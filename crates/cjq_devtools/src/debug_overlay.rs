//! Debug overlay rendered via egui on top of the game scene.
//!
//! Integration pattern: egui requires a three-phase render split because
//! `egui_wgpu::Renderer::render()` needs a `RenderPass<'static>`, while
//! `begin_render_pass` borrows the encoder. The phases are:
//!
//!   1. `prepare()` -- run egui UI logic, produce tessellated primitives
//!   2. `upload()`  -- upload textures and update GPU buffers (borrows encoder mutably)
//!   3. `paint()`   -- render into a new render pass with `forget_lifetime()`
//!   4. `cleanup()` -- free textures egui no longer references
//!
//! Besides the stats window (toggled by F3), the overlay paints the title
//! and end screen text -- egui is the only text path in the stack.

use cjq_core::time::TimeState;
use winit::window::Window;

#[derive(Debug, Clone, Default)]
pub struct OverlayStats {
    pub draw_calls: u32,
    pub sprite_count: u32,
    pub entity_count: u32,
    /// Game state label (e.g. "game", "transition")
    pub state_label: String,
    pub level_index: usize,
    pub level_name: String,
    pub cat_anchor: (f32, f32),
    pub cat_velocity: (f32, f32),
    pub tint_alpha: f32,
    pub wireframes: bool,
}

#[derive(Debug, Clone, Default)]
pub struct OverlayActions {
    /// User clicked the wireframe toggle (same effect as Tab)
    pub toggle_wireframes: bool,
    /// User clicked the level skip button (same effect as Enter)
    pub skip_level: bool,
}

/// Full-screen text card painted over a black frame.
#[derive(Debug, Clone, Copy, PartialEq, Eq)]
pub enum ScreenText {
    Title,
    End,
}

pub struct DebugOverlay {
    pub egui_ctx: egui::Context,
    pub egui_winit_state: egui_winit::State,
    pub egui_renderer: egui_wgpu::Renderer,
    pub visible: bool,
}

impl DebugOverlay {
    pub fn new(
        device: &wgpu::Device,
        surface_format: wgpu::TextureFormat,
        window: &Window,
    ) -> Self {
        let egui_ctx = egui::Context::default();
        let egui_winit_state = egui_winit::State::new(
            egui_ctx.clone(),
            egui_ctx.viewport_id(),
            window,
            None,
            None,
            None,
        );
        let egui_renderer = egui_wgpu::Renderer::new(device, surface_format, None, 1, false);

        Self {
            egui_ctx,
            egui_winit_state,
            egui_renderer,
            visible: false,
        }
    }

    pub fn handle_window_event(
        &mut self,
        window: &Window,
        event: &winit::event::WindowEvent,
    ) -> bool {
        let response = self.egui_winit_state.on_window_event(window, event);
        response.consumed
    }

    pub fn toggle(&mut self) {
        self.visible = !self.visible;
        log::info!("Debug overlay: {}", if self.visible { "ON" } else { "OFF" });
    }

    pub fn prepare(
        &mut self,
        window: &Window,
        time: &TimeState,
        stats: Option<OverlayStats>,
        screen: Option<ScreenText>,
    ) -> (
        Vec<egui::ClippedPrimitive>,
        egui::TexturesDelta,
        OverlayActions,
    ) {
        let mut actions = OverlayActions::default();
        let raw_input = self.egui_winit_state.take_egui_input(window);
        let full_output = self.egui_ctx.run(raw_input, |ctx| {
            if let Some(screen) = screen {
                paint_screen_text(ctx, screen);
            }

            if self.visible {
                egui::Window::new("Debug")
                    .default_pos([10.0, 10.0])
                    .show(ctx, |ui| {
                        ui.label(format!("FPS: {:.1}", time.smoothed_fps));
                        ui.label(format!("Frame time: {:.2} ms", time.smoothed_frame_time_ms));
                        ui.label(format!("Steps this frame: {}", time.steps_this_frame));
                        ui.label(format!("Total steps: {}", time.fixed_step_count));
                        if let Some(ref stats) = stats {
                            ui.separator();
                            ui.label(format!("State: {}", stats.state_label));
                            ui.label(format!(
                                "Level {}: {}",
                                stats.level_index, stats.level_name
                            ));
                            ui.label(format!("Entities: {}", stats.entity_count));
                            ui.label(format!(
                                "Cat anchor: ({:.1}, {:.1})",
                                stats.cat_anchor.0, stats.cat_anchor.1
                            ));
                            ui.label(format!(
                                "Cat velocity: ({:.3}, {:.3})",
                                stats.cat_velocity.0, stats.cat_velocity.1
                            ));
                            ui.label(format!("Tint alpha: {:.0}", stats.tint_alpha));
                            ui.separator();
                            ui.label(format!("Draw calls: {}", stats.draw_calls));
                            ui.label(format!("Sprites: {}", stats.sprite_count));
                            ui.separator();
                            ui.horizontal(|ui| {
                                let wf_label = if stats.wireframes {
                                    "Wireframes: on"
                                } else {
                                    "Wireframes: off"
                                };
                                if ui.button(wf_label).clicked() {
                                    actions.toggle_wireframes = true;
                                }
                                if ui.button("Skip level").clicked() {
                                    actions.skip_level = true;
                                }
                            });
                        }
                    });
            }
        });

        self.egui_winit_state
            .handle_platform_output(window, full_output.platform_output);

        let primitives = self
            .egui_ctx
            .tessellate(full_output.shapes, full_output.pixels_per_point);

        (primitives, full_output.textures_delta, actions)
    }

    /// Upload textures and update buffers. Call before creating the egui render pass.
    pub fn upload(
        &mut self,
        device: &wgpu::Device,
        queue: &wgpu::Queue,
        encoder: &mut wgpu::CommandEncoder,
        primitives: &[egui::ClippedPrimitive],
        textures_delta: &egui::TexturesDelta,
        screen_descriptor: &egui_wgpu::ScreenDescriptor,
    ) {
        for (id, image_delta) in &textures_delta.set {
            self.egui_renderer
                .update_texture(device, queue, *id, image_delta);
        }

        self.egui_renderer
            .update_buffers(device, queue, encoder, primitives, screen_descriptor);
    }

    /// Render into an existing render pass. Call after `upload()`.
    pub fn paint(
        &self,
        render_pass: &mut wgpu::RenderPass<'static>,
        primitives: &[egui::ClippedPrimitive],
        screen_descriptor: &egui_wgpu::ScreenDescriptor,
    ) {
        self.egui_renderer
            .render(render_pass, primitives, screen_descriptor);
    }

    /// Free textures that egui no longer needs. Call after rendering.
    pub fn cleanup(&mut self, textures_delta: &egui::TexturesDelta) {
        for id in &textures_delta.free {
            self.egui_renderer.free_texture(id);
        }
    }
}

fn paint_screen_text(ctx: &egui::Context, screen: ScreenText) {
    let (heading, subtitle) = match screen {
        ScreenText::Title => ("CAT - QUICK", Some("Press [space] to jump")),
        ScreenText::End => ("THE END", None),
    };

    egui::Area::new(egui::Id::new("screen_text"))
        .anchor(egui::Align2::CENTER_CENTER, [0.0, 0.0])
        .show(ctx, |ui| {
            ui.vertical_centered(|ui| {
                ui.label(
                    egui::RichText::new(heading)
                        .size(36.0)
                        .strong()
                        .color(egui::Color32::WHITE),
                );
                if let Some(subtitle) = subtitle {
                    ui.add_space(24.0);
                    ui.label(
                        egui::RichText::new(subtitle)
                            .size(24.0)
                            .color(egui::Color32::WHITE),
                    );
                }
            });
        });
}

━━━━━━━━━━━━━━━━━━━━

Transcribe all the entries, keeping each one exactly as it is.

**Answer box:**
filename crates/cjq_devtools/src/debug_overlay.rs
//! Debug overlay rendered via egui on top of the game scene.
//!
//! Integration pattern: egui requires a three-phase render split because
//! `egui_wgpu::Renderer::render()` needs a `RenderPass<'static>`, while
//! `begin_render_pass` borrows the encoder. The phases are:
//!
//!   1. `prepare()` -- run egui UI logic, produce tessellated primitives
//!   2. `upload()`  -- upload textures and update GPU buffers (borrows encoder mutably)
//!   3. `paint()`   -- render into a new render pass with `forget_lifetime()`
//!   4. `cleanup()` -- free textures egui no longer references
//!
//! Besides the stats window (toggled by F3), the overlay paints the title
//! and end screen text -- egui is the only text path in the stack.

use cjq_core::time::TimeState;
use winit::window::Window;

#[derive(Debug, Clone, Default)]
pub struct OverlayStats {
    pub draw_calls: u32,
    pub sprite_count: u32,
    pub entity_count: u32,
    /// Game state label (e.g. "game", "transition")
    pub state_label: String,
    pub level_index: usize,
    pub level_name: String,
    pub cat_anchor: (f32, f32),
    pub cat_velocity: (f32, f32),
    pub tint_alpha: f32,
    pub wireframes: bool,
}

#[derive(Debug, Clone, Default)]
pub struct OverlayActions {
    /// User clicked the wireframe toggle (same effect as Tab)
    pub toggle_wireframes: bool,
    /// User clicked the level skip button (same effect as Enter)
    pub skip_level: bool,
}

/// Full-screen text card painted over a black frame.
#[derive(Debug, Clone, Copy, PartialEq, Eq)]
pub enum ScreenText {
    Title,
    End,
}

pub struct DebugOverlay {
    pub egui_ctx: egui::Context,
    pub egui_winit_state: egui_winit::State,
    pub egui_renderer: egui_wgpu::Renderer,
    pub visible: bool,
}

impl DebugOverlay {
    pub fn new(
        device: &wgpu::Device,
        surface_format: wgpu::TextureFormat,
        window: &Window,
    ) -> Self {
        let egui_ctx = egui::Context::default();
        let egui_winit_state = egui_winit::State::new(
            egui_ctx.clone(),
            egui_ctx.viewport_id(),
            window,
            None,
            None,
            None,
        );
        let egui_renderer = egui_wgpu::Renderer::new(device, surface_format, None, 1, false);

        Self {
            egui_ctx,
            egui_winit_state,
            egui_renderer,
            visible: false,
        }
    }

    pub fn handle_window_event(
        &mut self,
        window: &Window,
        event: &winit::event::WindowEvent,
    ) -> bool {
        let response = self.egui_winit_state.on_window_event(window, event);
        response.consumed
    }

    pub fn toggle(&mut self) {
        self.visible = !self.visible;
        log::info!("Debug overlay: {}", if self.visible { "ON" } else { "OFF" });
    }

    pub fn prepare(
        &mut self,
        window: &Window,
        time: &TimeState,
        stats: Option<OverlayStats>,
        screen: Option<ScreenText>,
    ) -> (
        Vec<egui::ClippedPrimitive>,
        egui::TexturesDelta,
        OverlayActions,
    ) {
        let mut actions = OverlayActions::default();
        let raw_input = self.egui_winit_state.take_egui_input(window);
        let full_output = self.egui_ctx.run(raw_input, |ctx| {
            if let Some(screen) = screen {
                paint_screen_text(ctx, screen);
            }

            if self.visible {
                egui::Window::new("Debug")
                    .default_pos([10.0, 10.0])
                    .show(ctx, |ui| {
                        ui.label(format!("FPS: {:.1}", time.smoothed_fps));
                        ui.label(format!("Frame time: {:.2} ms", time.smoothed_frame_time_ms));
                        ui.label(format!("Steps this frame: {}", time.steps_this_frame));
                        ui.label(format!("Total steps: {}", time.fixed_step_count));
                        if let Some(ref stats) = stats {
                            ui.separator();
                            ui.label(format!("State: {}", stats.state_label));
                            ui.label(format!(
                                "Level {}: {}",
                                stats.level_index, stats.level_name
                            ));
                            ui.label(format!("Entities: {}", stats.entity_count));
                            ui.label(format!(
                                "Cat anchor: ({:.1}, {:.1})",
                                stats.cat_anchor.0, stats.cat_anchor.1
                            ));
                            ui.label(format!(
                                "Cat velocity: ({:.3}, {:.3})",
                                stats.cat_velocity.0, stats.cat_velocity.1
                            ));
                            ui.label(format!("Tint alpha: {:.0}", stats.tint_alpha));
                            ui.separator();
                            ui.label(format!("Draw calls: {}", stats.draw_calls));
                            ui.label(format!("Sprites: {}", stats.sprite_count));
                            ui.separator();
                            ui.horizontal(|ui| {
                                let wf_label = if stats.wireframes {
                                    "Wireframes: on"
                                } else {
                                    "Wireframes: off"
                                };
                                if ui.button(wf_label).clicked() {
                                    actions.toggle_wireframes = true;
                                }
                                if ui.button("Skip level").clicked() {
                                    actions.skip_level = true;
                                }
                            });
                        }
                    });
            }
        });

        self.egui_winit_state
            .handle_platform_output(window, full_output.platform_output);

        let primitives = self
            .egui_ctx
            .tessellate(full_output.shapes, full_output.pixels_per_point);

        (primitives, full_output.textures_delta, actions)
    }

    /// Upload textures and update buffers. Call before creating the egui render pass.
    pub fn upload(
        &mut self,
        device: &wgpu::Device,
        queue: &wgpu::Queue,
        encoder: &mut wgpu::CommandEncoder,
        primitives: &[egui::ClippedPrimitive],
        textures_delta: &egui::TexturesDelta,
        screen_descriptor: &egui_wgpu::ScreenDescriptor,
    ) {
        for (id, image_delta) in &textures_delta.set {
            self.egui_renderer
                .update_texture(device, queue, *id, image_delta);
        }

        self.egui_renderer
            .update_buffers(device, queue, encoder, primitives, screen_descriptor);
    }

    /// Render into an existing render pass. Call after `upload()`.
    pub fn paint(
        &self,
        render_pass: &mut wgpu::RenderPass<'static>,
        primitives: &[egui::ClippedPrimitive],
        screen_descriptor: &egui_wgpu::ScreenDescriptor,
    ) {
        self.egui_renderer
            .render(render_pass, primitives, screen_descriptor);
    }

    /// Free textures that egui no longer needs. Call after rendering.
    pub fn cleanup(&mut self, textures_delta: &egui::TexturesDelta) {
        for id in &textures_delta.free {
            self.egui_renderer.free_texture(id);
        }
    }
}

fn paint_screen_text(ctx: &egui::Context, screen: ScreenText) {
    let (heading, subtitle) = match screen {
        ScreenText::Title => ("CAT - QUICK", Some("Press [space] to jump")),
        ScreenText::End => ("THE END", None),
    };

    egui::Area::new(egui::Id::new("screen_text"))
        .anchor(egui::Align2::CENTER_CENTER, [0.0, 0.0])
        .show(ctx, |ui| {
            ui.vertical_centered(|ui| {
                ui.label(
                    egui::RichText::new(heading)
                        .size(36.0)
                        .strong()
                        .color(egui::Color32::WHITE),
                );
                if let Some(subtitle) = subtitle {
                    ui.add_space(24.0);
                    ui.label(
                        egui::RichText::new(subtitle)
                            .size(24.0)
                            .color(egui::Color32::WHITE),
                    );
                }
            });
        });
}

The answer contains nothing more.